Sixth, and that conclusion receives final confirmation in vv. 29-30 where Paul,
obviously, links the judaizers in Galatia to the covenant represented by Hagar.
It is not the OT saints that are represented by Hagar, but the judaizers whom
Paul has already said bring a different gospel which is no gospel at all. These
legalist teachers have no part in the inheritance of God's children; because
they do not accept the gospel, they do not have faith and because they do not
have faith, they are not God's sons (3:26-29).
Now there is a question: why should Paul characterize the false position of his
opponents as a covenant? A covenant with whom? God has no covenant with them;
they are covenant breakers. Why speak of legalism and unbelief as a covenant?
Well, Paul is using the term with powerful irony. Just as he used the term
"gospel." Remember he spoke of the judaizers' teaching (1:6) as a
"different gospel." He didn't really mean that they were bringing good
news to the Galatians. He went on to say that it wasn't really a gospel at all.
But it is striking that he speaks of their views as a different gospel. But,
they were claiming it was the gospel. By referring himself to their teaching as
a different gospel Paul sharply accentuates what he believes is the real issue:
the gospel or no gospel at all! In 2 Corinthians 11:4 he speaks in a similar
way. There he refers to the teaching of the false teachers who were troubling
the Corinthian church as the teaching of "another Jesus", "a
different Spirit," and a "different gospel." Well Paul doesn't,
of course, mean that there is another Jesus or Holy Spirit. He means that they
are passing off as Jesus and as the Holy Spirit and as the Gospel what are
really not Jesus, the Spirit, and the gospel at all.

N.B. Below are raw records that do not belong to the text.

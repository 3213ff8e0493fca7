//! SQLite-backed [`Store`] and [`VectorIndex`].
//!
//! Files, chunks, and RFP runs live in the tables created by
//! [`run_migrations`](crate::migrate::run_migrations). Vector search is
//! brute-force cosine similarity over the scope's stored embeddings, which
//! is adequate for per-project corpora.

use anyhow::{bail, Result};
use async_trait::async_trait;
use rfp_harness_core::embedding::{blob_to_vec, cosine_similarity, vec_to_blob};
use rfp_harness_core::models::{ChunkText, FileKind, FileRecord, MatchPoint, Scope};
use rfp_harness_core::store::{Store, VectorIndex};
use sqlx::sqlite::SqliteRow;
use sqlx::{Row, SqlitePool};
use uuid::Uuid;

use crate::chunk::Chunk;

/// Lifecycle of an RFP run in the `rfps` table.
#[derive(Debug, Clone, Copy, PartialEq, Eq)]
pub enum RfpStatus {
    Processing,
    Completed,
    Failed,
}

impl RfpStatus {
    pub fn as_str(&self) -> &'static str {
        match self {
            RfpStatus::Processing => "processing",
            RfpStatus::Completed => "completed",
            RfpStatus::Failed => "failed",
        }
    }
}

#[derive(Clone)]
pub struct SqliteStore {
    pool: SqlitePool,
}

impl SqliteStore {
    pub fn new(pool: SqlitePool) -> Self {
        Self { pool }
    }

    pub fn pool(&self) -> &SqlitePool {
        &self.pool
    }

    /// Register a file in `scope` and return its id. The file starts unindexed.
    pub async fn insert_file(
        &self,
        scope: Scope,
        kind: FileKind,
        name: Option<&str>,
        link: Option<&str>,
    ) -> Result<i64> {
        let result = sqlx::query(
            r#"
            INSERT INTO files (user_id, project_id, kind, name, link, is_indexed, created_at)
            VALUES (?, ?, ?, ?, ?, 0, ?)
            "#,
        )
        .bind(scope.user_id)
        .bind(scope.project_id)
        .bind(kind.as_str())
        .bind(name)
        .bind(link)
        .bind(chrono::Utc::now().timestamp())
        .execute(&self.pool)
        .await?;
        Ok(result.last_insert_rowid())
    }

    pub async fn mark_index_started(&self, file_id: i64) -> Result<()> {
        sqlx::query("UPDATE files SET index_started_at = ?, index_failed_at = NULL WHERE id = ?")
            .bind(chrono::Utc::now().timestamp())
            .bind(file_id)
            .execute(&self.pool)
            .await?;
        Ok(())
    }

    pub async fn mark_indexed(&self, file_id: i64) -> Result<()> {
        sqlx::query("UPDATE files SET is_indexed = 1, index_completed_at = ? WHERE id = ?")
            .bind(chrono::Utc::now().timestamp())
            .bind(file_id)
            .execute(&self.pool)
            .await?;
        Ok(())
    }

    pub async fn mark_index_failed(&self, file_id: i64) -> Result<()> {
        sqlx::query("UPDATE files SET is_indexed = 0, index_failed_at = ? WHERE id = ?")
            .bind(chrono::Utc::now().timestamp())
            .bind(file_id)
            .execute(&self.pool)
            .await?;
        Ok(())
    }

    /// Replace every chunk of `file_id` with `chunks`, attaching `vectors`
    /// positionally. Returns the new vector ids in chunk order.
    pub async fn replace_chunks(
        &self,
        file_id: i64,
        scope: Scope,
        chunks: &[Chunk],
        vectors: &[Vec<f32>],
    ) -> Result<Vec<String>> {
        if !vectors.is_empty() && vectors.len() != chunks.len() {
            bail!(
                "embedding count mismatch: {} chunks, {} vectors",
                chunks.len(),
                vectors.len()
            );
        }

        let mut tx = self.pool.begin().await?;

        sqlx::query("DELETE FROM chunks WHERE file_id = ?")
            .bind(file_id)
            .execute(&mut *tx)
            .await?;

        let mut ids = Vec::with_capacity(chunks.len());
        for (i, chunk) in chunks.iter().enumerate() {
            let vector_id = Uuid::new_v4().to_string();
            let blob = vectors.get(i).map(|v| vec_to_blob(v));
            sqlx::query(
                r#"
                INSERT INTO chunks (vector_id, file_id, user_id, project_id, chunk_number, text, hash, embedding)
                VALUES (?, ?, ?, ?, ?, ?, ?, ?)
                "#,
            )
            .bind(&vector_id)
            .bind(file_id)
            .bind(scope.user_id)
            .bind(scope.project_id)
            .bind(chunk.chunk_number)
            .bind(&chunk.text)
            .bind(&chunk.hash)
            .bind(blob)
            .execute(&mut *tx)
            .await?;
            ids.push(vector_id);
        }

        tx.commit().await?;
        Ok(ids)
    }

    /// Delete a file and its chunks. Returns false when no such file exists
    /// for `user_id`.
    pub async fn delete_file(&self, file_id: i64, user_id: i64) -> Result<bool> {
        let mut tx = self.pool.begin().await?;
        sqlx::query("DELETE FROM chunks WHERE file_id = ? AND user_id = ?")
            .bind(file_id)
            .bind(user_id)
            .execute(&mut *tx)
            .await?;
        let result = sqlx::query("DELETE FROM files WHERE id = ? AND user_id = ?")
            .bind(file_id)
            .bind(user_id)
            .execute(&mut *tx)
            .await?;
        tx.commit().await?;
        Ok(result.rows_affected() > 0)
    }

    /// Delete every file, chunk, and RFP run in `scope`. Returns the number
    /// of files removed.
    pub async fn delete_project(&self, scope: Scope) -> Result<u64> {
        let mut tx = self.pool.begin().await?;
        sqlx::query("DELETE FROM chunks WHERE user_id = ? AND project_id = ?")
            .bind(scope.user_id)
            .bind(scope.project_id)
            .execute(&mut *tx)
            .await?;
        let files = sqlx::query("DELETE FROM files WHERE user_id = ? AND project_id = ?")
            .bind(scope.user_id)
            .bind(scope.project_id)
            .execute(&mut *tx)
            .await?;
        sqlx::query("DELETE FROM rfps WHERE user_id = ? AND project_id = ?")
            .bind(scope.user_id)
            .bind(scope.project_id)
            .execute(&mut *tx)
            .await?;
        tx.commit().await?;
        Ok(files.rows_affected())
    }

    pub async fn chunk_count(&self, file_id: i64) -> Result<i64> {
        let count: i64 = sqlx::query_scalar("SELECT COUNT(*) FROM chunks WHERE file_id = ?")
            .bind(file_id)
            .fetch_one(&self.pool)
            .await?;
        Ok(count)
    }

    pub async fn insert_rfp(
        &self,
        scope: Scope,
        name: &str,
        original_path: &str,
        session_id: &str,
    ) -> Result<i64> {
        let result = sqlx::query(
            r#"
            INSERT INTO rfps (user_id, project_id, name, session_id, status, original_path, created_at)
            VALUES (?, ?, ?, ?, ?, ?, ?)
            "#,
        )
        .bind(scope.user_id)
        .bind(scope.project_id)
        .bind(name)
        .bind(session_id)
        .bind(RfpStatus::Processing.as_str())
        .bind(original_path)
        .bind(chrono::Utc::now().timestamp())
        .execute(&self.pool)
        .await?;
        Ok(result.last_insert_rowid())
    }

    /// Record a terminal status. `processed_path` is kept when `None`.
    pub async fn set_rfp_status(
        &self,
        rfp_id: i64,
        status: RfpStatus,
        processed_path: Option<&str>,
    ) -> Result<()> {
        sqlx::query(
            r#"
            UPDATE rfps
            SET status = ?, processed_path = COALESCE(?, processed_path), completed_at = ?
            WHERE id = ?
            "#,
        )
        .bind(status.as_str())
        .bind(processed_path)
        .bind(chrono::Utc::now().timestamp())
        .bind(rfp_id)
        .execute(&self.pool)
        .await?;
        Ok(())
    }

    pub async fn rfp_status(&self, rfp_id: i64) -> Result<Option<String>> {
        let status: Option<String> = sqlx::query_scalar("SELECT status FROM rfps WHERE id = ?")
            .bind(rfp_id)
            .fetch_optional(&self.pool)
            .await?;
        Ok(status)
    }
}

fn file_from_row(row: &SqliteRow) -> FileRecord {
    let kind: String = row.get("kind");
    let is_indexed: i64 = row.get("is_indexed");
    FileRecord {
        id: row.get("id"),
        user_id: row.get("user_id"),
        project_id: row.get("project_id"),
        kind: FileKind::parse(&kind).unwrap_or(FileKind::File),
        name: row.get("name"),
        link: row.get("link"),
        is_indexed: is_indexed != 0,
    }
}

#[async_trait]
impl Store for SqliteStore {
    async fn project_files(&self, scope: Scope) -> Result<Vec<FileRecord>> {
        let rows = sqlx::query(
            r#"
            SELECT id, user_id, project_id, kind, name, link, is_indexed
            FROM files
            WHERE user_id = ? AND project_id = ?
            ORDER BY id
            "#,
        )
        .bind(scope.user_id)
        .bind(scope.project_id)
        .fetch_all(&self.pool)
        .await?;

        Ok(rows.iter().map(file_from_row).collect())
    }

    async fn chunks_in_range(
        &self,
        file_id: i64,
        user_id: i64,
        start: i64,
        end: i64,
    ) -> Result<Vec<ChunkText>> {
        let rows = sqlx::query(
            r#"
            SELECT chunk_number, text
            FROM chunks
            WHERE file_id = ? AND user_id = ? AND chunk_number >= ? AND chunk_number <= ?
            ORDER BY chunk_number
            "#,
        )
        .bind(file_id)
        .bind(user_id)
        .bind(start)
        .bind(end)
        .fetch_all(&self.pool)
        .await?;

        Ok(rows
            .iter()
            .map(|row| ChunkText {
                chunk_number: row.get("chunk_number"),
                text: row.get("text"),
            })
            .collect())
    }

    async fn file_display_name(&self, file_id: i64, user_id: i64) -> Result<String> {
        let row = sqlx::query(
            "SELECT id, user_id, project_id, kind, name, link, is_indexed FROM files WHERE id = ? AND user_id = ?",
        )
        .bind(file_id)
        .bind(user_id)
        .fetch_optional(&self.pool)
        .await?;

        match row {
            Some(row) => Ok(file_from_row(&row).display_name()),
            None => bail!("file not found: {}", file_id),
        }
    }
}

#[async_trait]
impl VectorIndex for SqliteStore {
    async fn nearest_neighbors(
        &self,
        query_vec: &[f32],
        scope: Scope,
        k: usize,
    ) -> Result<Vec<MatchPoint>> {
        let rows = sqlx::query(
            r#"
            SELECT vector_id, file_id, user_id, chunk_number, embedding
            FROM chunks
            WHERE user_id = ? AND project_id = ? AND embedding IS NOT NULL
            "#,
        )
        .bind(scope.user_id)
        .bind(scope.project_id)
        .fetch_all(&self.pool)
        .await?;

        let mut hits: Vec<MatchPoint> = rows
            .iter()
            .map(|row| {
                let blob: Vec<u8> = row.get("embedding");
                let vec = blob_to_vec(&blob);
                MatchPoint {
                    vector_id: row.get("vector_id"),
                    file_id: Some(row.get("file_id")),
                    user_id: Some(row.get("user_id")),
                    chunk_number: Some(row.get("chunk_number")),
                    distance: cosine_similarity(query_vec, &vec) as f64,
                }
            })
            .collect();

        hits.sort_by(|a, b| {
            b.distance
                .partial_cmp(&a.distance)
                .unwrap_or(std::cmp::Ordering::Equal)
        });
        hits.truncate(k);
        Ok(hits)
    }
}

So here. The context and the antithetical terms "flesh" and
"spirit" point out the sarcasm in this caricature of the judaizers'
position as a "covenant." It was not a true covenant at all -- simply
the rejection and perversion of the one true covenant God has made with his
people.
These two covenants are really very like the two covenants Jeremiah is talking
about in his famous text Jeremiah 31:31-34. The new covenant is the true
covenant and the old covenant related to Sinai is what became of the true
evangelical religion of Moses when it was corrupted into legalism, ritualism,
and paganism by a lack of faith on the part of God's people.
That, I think, explains what Paul is saying in these 11 verses. He is saying
again what he has already said in detail, this time in the form of an
illustration, and he is making the same contrast again, between justification by
faith and justification by works, between evangelical religion and legalism.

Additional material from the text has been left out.